**** Given records

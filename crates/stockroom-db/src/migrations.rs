//! # Schema Migrations
//!
//! SQL files under `migrations/sqlite/` are compiled into the binary and
//! applied in filename order. sqlx records each applied file (with its
//! checksum) in `_sqlx_migrations`, so editing a shipped migration makes
//! startup fail. Schema changes always go in a new `NNN_description.sql`.
//!
//! ```text
//! 001_initial_schema.sql   items, staff, checkout_logs, pending_operations,
//!                          failed_operations
//! ```

use sqlx::SqlitePool;
use tracing::{debug, info};

use crate::error::DbResult;

static MIGRATOR: sqlx::migrate::Migrator = sqlx::migrate!("../../migrations/sqlite");

pub async fn run_migrations(pool: &SqlitePool) -> DbResult<()> {
    debug!(embedded = MIGRATOR.migrations.len(), "Applying schema migrations");
    MIGRATOR.run(pool).await?;
    info!("Local schema up to date");
    Ok(())
}

/// `(embedded, applied)` migration counts.
pub async fn migration_status(pool: &SqlitePool) -> DbResult<(usize, usize)> {
    // No bookkeeping table yet means a fresh file.
    let applied: i64 = sqlx::query_scalar("SELECT COUNT(*) FROM _sqlx_migrations WHERE success = 1")
        .fetch_one(pool)
        .await
        .unwrap_or(0);

    Ok((MIGRATOR.migrations.len(), applied as usize))
}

********

_Exercise_
Count every line in the data where the string "usize" occurs. Give nothing except the number.

_Task response_
2